The task:
Search the entries below for the string "half" and give the number of lines that hold it, nothing else.

Entries shown:
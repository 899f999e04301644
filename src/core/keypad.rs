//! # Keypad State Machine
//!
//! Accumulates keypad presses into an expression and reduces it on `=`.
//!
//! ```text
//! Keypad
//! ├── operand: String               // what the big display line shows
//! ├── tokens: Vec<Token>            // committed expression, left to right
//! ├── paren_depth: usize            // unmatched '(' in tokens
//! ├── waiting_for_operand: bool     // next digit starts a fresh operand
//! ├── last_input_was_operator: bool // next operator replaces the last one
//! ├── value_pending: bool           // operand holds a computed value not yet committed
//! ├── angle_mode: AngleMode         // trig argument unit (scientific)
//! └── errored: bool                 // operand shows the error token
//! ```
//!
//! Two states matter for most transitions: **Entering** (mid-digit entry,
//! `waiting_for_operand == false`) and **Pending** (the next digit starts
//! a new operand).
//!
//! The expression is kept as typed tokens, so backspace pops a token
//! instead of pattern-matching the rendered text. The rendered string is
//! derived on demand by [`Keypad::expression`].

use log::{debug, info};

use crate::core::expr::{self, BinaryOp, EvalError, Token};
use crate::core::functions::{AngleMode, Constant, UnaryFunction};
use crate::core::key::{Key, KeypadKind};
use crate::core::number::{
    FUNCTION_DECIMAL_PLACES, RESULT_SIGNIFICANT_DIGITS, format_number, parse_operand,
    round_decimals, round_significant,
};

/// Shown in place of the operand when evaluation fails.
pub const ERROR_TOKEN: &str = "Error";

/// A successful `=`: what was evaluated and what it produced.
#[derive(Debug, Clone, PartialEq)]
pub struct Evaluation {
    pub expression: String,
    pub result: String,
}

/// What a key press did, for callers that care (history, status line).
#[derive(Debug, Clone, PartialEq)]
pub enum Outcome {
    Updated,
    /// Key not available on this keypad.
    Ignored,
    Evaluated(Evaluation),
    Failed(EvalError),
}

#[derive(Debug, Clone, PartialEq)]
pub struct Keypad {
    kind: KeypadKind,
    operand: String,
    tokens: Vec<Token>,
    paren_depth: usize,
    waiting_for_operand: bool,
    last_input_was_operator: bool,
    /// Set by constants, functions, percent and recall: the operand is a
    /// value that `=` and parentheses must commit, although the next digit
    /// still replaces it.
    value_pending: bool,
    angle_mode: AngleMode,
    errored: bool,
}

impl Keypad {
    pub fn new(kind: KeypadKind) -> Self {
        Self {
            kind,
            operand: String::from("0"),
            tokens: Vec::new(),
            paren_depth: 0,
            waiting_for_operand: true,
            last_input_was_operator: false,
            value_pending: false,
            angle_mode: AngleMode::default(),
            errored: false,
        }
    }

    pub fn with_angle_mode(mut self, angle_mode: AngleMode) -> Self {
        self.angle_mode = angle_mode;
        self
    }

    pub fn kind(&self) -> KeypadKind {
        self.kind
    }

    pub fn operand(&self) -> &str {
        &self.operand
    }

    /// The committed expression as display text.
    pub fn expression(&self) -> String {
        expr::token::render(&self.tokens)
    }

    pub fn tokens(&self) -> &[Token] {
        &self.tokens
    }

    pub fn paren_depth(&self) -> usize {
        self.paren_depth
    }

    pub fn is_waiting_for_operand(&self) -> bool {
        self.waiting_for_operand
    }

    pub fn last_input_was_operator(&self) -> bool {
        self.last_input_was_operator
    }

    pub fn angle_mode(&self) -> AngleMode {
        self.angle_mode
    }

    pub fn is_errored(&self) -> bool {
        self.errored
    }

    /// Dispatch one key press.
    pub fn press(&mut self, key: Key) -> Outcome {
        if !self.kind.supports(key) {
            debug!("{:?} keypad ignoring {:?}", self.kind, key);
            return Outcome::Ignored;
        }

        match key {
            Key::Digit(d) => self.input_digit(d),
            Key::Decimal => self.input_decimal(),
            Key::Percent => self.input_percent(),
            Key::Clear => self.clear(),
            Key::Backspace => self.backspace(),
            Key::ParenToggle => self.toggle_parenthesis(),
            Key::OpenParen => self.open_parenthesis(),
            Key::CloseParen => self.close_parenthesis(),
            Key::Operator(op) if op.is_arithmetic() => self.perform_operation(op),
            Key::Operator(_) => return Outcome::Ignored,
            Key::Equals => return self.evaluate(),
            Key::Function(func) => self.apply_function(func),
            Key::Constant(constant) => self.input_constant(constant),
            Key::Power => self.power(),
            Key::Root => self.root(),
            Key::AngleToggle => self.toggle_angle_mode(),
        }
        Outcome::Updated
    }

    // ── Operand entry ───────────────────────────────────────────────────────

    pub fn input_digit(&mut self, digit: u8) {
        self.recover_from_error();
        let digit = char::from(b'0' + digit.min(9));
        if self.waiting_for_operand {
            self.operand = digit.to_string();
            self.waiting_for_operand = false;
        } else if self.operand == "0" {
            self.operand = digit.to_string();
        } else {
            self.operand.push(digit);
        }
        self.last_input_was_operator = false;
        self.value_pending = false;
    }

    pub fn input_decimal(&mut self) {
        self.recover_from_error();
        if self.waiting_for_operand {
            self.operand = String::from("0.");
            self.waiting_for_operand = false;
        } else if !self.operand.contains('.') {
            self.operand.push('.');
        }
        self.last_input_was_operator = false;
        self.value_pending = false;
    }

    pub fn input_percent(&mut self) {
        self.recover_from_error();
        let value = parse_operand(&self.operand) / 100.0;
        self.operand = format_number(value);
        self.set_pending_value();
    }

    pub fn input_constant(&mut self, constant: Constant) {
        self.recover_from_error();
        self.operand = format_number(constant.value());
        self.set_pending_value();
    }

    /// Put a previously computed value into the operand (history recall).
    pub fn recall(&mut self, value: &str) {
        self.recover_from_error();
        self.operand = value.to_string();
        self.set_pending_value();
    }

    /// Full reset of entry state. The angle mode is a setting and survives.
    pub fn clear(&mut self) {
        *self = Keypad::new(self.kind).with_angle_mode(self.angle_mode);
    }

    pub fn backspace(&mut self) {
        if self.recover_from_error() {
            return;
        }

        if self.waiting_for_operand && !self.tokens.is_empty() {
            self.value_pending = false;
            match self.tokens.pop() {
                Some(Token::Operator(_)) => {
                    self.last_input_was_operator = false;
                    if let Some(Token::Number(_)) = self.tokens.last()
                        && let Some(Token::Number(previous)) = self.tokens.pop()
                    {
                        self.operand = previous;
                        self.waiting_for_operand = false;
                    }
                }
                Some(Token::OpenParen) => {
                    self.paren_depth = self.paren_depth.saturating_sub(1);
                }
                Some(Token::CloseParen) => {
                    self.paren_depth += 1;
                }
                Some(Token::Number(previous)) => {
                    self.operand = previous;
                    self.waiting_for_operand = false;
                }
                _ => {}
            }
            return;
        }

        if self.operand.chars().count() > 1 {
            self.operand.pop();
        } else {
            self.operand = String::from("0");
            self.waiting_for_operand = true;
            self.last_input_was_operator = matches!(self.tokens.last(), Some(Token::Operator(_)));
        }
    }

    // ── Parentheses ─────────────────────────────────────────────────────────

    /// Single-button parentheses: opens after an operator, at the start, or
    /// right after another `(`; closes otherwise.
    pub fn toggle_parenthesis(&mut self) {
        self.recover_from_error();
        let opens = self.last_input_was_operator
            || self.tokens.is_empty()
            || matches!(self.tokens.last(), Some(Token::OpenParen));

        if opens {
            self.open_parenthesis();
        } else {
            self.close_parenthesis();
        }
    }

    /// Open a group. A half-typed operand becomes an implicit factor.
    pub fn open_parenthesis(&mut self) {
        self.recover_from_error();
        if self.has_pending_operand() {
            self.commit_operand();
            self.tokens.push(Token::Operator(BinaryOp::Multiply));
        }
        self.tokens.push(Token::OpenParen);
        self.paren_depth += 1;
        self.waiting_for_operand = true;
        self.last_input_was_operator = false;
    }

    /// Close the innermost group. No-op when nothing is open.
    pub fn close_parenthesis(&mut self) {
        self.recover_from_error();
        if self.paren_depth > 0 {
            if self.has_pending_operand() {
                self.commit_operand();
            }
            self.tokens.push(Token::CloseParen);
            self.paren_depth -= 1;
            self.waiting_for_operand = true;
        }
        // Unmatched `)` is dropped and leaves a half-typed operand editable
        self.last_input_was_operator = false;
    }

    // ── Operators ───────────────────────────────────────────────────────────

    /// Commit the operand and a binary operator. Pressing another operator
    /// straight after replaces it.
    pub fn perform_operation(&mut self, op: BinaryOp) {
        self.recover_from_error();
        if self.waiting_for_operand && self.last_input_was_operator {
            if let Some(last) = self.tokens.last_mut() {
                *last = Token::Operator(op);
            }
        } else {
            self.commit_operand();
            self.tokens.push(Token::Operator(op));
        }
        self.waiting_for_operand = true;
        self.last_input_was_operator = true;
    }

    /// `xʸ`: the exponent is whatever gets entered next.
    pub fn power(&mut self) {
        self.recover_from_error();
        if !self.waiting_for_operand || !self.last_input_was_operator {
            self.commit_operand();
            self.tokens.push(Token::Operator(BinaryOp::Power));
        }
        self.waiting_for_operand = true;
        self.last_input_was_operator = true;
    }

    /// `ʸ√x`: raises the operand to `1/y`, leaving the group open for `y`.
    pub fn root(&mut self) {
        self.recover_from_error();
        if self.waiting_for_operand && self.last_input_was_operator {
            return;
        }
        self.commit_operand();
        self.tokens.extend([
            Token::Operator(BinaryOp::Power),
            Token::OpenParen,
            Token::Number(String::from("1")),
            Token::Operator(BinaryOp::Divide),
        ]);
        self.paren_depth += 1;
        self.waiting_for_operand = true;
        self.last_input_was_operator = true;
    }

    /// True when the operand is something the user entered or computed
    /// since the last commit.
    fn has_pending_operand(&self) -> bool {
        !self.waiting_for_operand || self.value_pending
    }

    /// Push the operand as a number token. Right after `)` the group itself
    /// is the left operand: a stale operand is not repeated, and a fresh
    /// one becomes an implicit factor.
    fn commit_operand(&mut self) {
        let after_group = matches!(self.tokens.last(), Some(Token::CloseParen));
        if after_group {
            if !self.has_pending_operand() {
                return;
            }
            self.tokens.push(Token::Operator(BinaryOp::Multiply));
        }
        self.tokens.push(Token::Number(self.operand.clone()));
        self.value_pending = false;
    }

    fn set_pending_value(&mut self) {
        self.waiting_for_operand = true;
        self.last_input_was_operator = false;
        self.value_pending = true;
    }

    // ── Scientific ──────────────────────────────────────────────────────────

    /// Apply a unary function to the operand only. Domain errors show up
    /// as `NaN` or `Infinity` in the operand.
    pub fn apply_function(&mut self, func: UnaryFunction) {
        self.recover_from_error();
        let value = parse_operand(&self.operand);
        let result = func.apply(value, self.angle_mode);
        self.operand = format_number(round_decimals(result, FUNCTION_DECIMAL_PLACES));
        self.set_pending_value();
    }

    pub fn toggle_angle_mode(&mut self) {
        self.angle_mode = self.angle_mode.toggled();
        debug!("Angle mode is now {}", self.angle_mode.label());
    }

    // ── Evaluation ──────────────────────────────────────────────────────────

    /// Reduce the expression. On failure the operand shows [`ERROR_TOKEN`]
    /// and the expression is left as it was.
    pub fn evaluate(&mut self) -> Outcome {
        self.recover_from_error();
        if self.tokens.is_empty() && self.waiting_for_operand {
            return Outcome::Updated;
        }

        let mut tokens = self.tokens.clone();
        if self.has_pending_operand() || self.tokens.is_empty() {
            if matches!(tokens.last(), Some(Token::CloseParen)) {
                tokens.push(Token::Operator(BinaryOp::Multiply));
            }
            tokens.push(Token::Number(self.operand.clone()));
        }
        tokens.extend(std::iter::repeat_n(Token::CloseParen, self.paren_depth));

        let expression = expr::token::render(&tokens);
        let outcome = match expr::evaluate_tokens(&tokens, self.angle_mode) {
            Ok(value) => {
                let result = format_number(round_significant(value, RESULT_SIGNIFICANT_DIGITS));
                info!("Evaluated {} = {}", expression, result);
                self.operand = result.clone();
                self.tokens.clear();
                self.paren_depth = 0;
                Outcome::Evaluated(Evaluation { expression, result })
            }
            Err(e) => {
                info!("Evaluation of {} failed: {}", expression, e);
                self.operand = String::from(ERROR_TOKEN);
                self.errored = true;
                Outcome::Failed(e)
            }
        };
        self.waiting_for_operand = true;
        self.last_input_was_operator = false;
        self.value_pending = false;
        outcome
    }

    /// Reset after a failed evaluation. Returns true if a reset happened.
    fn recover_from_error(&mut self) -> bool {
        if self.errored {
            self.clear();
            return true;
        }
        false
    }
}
--
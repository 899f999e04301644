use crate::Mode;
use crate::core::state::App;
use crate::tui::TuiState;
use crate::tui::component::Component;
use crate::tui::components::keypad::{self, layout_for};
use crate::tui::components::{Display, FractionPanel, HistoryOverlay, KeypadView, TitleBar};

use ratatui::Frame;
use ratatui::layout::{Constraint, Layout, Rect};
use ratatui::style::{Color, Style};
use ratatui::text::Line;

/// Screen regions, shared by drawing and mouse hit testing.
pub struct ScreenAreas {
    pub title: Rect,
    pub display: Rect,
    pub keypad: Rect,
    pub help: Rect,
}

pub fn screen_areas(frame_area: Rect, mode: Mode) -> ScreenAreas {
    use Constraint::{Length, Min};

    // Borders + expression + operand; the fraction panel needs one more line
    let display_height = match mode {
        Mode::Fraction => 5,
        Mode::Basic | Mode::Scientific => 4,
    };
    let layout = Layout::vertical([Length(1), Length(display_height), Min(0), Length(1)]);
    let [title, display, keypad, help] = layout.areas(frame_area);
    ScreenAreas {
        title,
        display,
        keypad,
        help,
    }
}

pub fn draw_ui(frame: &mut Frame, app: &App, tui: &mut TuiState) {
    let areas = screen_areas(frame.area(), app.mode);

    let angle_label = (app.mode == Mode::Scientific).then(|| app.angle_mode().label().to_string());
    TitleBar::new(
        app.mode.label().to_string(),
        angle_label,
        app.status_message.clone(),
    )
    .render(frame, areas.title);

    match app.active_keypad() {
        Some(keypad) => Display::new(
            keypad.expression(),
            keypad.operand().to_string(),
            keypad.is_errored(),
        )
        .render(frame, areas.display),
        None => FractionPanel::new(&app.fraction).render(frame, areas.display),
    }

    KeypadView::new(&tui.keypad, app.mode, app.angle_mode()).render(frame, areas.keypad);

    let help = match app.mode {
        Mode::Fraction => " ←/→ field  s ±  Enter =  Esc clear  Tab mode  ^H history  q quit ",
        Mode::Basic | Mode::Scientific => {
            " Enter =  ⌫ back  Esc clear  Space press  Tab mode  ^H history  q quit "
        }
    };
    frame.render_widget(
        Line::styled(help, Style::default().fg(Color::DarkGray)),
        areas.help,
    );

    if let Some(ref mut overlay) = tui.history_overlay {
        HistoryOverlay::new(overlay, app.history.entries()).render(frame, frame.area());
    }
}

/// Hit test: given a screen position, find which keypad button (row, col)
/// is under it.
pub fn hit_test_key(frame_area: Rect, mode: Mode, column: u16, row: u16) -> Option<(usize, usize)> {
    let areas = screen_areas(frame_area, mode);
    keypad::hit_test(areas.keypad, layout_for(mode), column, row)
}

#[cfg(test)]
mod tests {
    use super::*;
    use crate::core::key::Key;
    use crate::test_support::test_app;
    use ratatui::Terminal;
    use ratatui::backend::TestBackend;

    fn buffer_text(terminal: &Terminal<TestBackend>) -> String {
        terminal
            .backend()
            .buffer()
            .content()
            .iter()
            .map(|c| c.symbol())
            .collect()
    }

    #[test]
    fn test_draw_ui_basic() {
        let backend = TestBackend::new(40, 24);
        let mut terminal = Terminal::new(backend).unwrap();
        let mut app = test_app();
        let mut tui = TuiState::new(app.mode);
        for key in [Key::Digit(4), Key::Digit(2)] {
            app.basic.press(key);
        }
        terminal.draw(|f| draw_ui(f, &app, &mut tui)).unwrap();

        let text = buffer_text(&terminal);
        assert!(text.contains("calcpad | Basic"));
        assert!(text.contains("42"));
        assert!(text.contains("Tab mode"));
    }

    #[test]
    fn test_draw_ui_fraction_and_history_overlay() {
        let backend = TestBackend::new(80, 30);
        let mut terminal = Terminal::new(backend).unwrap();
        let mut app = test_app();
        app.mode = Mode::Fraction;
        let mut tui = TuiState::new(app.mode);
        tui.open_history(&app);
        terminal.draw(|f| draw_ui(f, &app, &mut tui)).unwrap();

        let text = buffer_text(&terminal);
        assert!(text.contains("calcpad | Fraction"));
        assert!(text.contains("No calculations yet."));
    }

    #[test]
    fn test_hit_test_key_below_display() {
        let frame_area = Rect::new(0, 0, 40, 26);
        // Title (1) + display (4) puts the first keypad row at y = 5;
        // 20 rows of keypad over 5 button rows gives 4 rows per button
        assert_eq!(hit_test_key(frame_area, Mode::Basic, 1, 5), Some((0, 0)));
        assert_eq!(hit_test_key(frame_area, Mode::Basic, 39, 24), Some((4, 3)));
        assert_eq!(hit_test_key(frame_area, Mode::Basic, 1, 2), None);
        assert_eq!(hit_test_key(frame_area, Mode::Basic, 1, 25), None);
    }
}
--
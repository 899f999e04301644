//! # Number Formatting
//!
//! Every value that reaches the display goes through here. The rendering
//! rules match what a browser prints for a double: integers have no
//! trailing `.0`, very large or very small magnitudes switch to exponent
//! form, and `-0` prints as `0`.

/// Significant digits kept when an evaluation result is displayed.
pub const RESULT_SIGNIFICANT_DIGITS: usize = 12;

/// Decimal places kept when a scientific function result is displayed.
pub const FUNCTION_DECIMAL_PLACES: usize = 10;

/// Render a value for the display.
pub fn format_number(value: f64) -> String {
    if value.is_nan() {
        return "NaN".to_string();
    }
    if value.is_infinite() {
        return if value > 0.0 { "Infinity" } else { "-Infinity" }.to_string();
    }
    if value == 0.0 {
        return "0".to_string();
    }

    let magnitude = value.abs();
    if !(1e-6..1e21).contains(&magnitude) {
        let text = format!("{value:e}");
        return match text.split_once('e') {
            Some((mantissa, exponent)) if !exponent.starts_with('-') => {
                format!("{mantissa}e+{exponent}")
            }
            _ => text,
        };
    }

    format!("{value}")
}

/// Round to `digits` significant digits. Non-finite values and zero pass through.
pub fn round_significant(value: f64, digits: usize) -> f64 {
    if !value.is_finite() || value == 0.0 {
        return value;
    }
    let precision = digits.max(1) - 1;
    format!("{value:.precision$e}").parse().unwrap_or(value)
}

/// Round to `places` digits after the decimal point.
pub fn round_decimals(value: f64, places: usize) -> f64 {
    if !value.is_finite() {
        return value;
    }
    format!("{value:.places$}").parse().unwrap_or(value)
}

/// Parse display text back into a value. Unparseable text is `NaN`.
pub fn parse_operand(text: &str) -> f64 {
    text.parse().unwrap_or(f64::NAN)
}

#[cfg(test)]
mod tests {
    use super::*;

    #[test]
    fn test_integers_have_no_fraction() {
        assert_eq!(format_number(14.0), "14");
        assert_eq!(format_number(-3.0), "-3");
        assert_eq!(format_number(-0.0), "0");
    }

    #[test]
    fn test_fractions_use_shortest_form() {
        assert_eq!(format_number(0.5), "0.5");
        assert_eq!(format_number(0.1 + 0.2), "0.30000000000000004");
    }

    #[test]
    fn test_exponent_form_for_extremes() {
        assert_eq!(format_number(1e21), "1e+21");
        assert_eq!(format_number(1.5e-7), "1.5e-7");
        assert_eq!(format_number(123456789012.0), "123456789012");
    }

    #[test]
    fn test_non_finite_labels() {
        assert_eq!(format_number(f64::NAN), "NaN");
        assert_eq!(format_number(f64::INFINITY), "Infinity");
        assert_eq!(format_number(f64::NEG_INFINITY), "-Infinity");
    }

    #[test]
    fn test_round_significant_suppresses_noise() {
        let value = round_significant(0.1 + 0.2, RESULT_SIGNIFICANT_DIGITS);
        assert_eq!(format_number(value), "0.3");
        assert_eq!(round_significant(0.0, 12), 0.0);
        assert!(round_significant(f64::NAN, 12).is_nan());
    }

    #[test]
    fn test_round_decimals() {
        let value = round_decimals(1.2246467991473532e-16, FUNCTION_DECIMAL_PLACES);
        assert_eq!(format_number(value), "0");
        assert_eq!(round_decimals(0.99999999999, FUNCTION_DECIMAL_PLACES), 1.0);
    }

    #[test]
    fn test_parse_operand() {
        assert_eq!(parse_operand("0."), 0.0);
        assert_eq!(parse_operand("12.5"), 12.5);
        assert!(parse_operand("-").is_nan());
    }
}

Reply:
2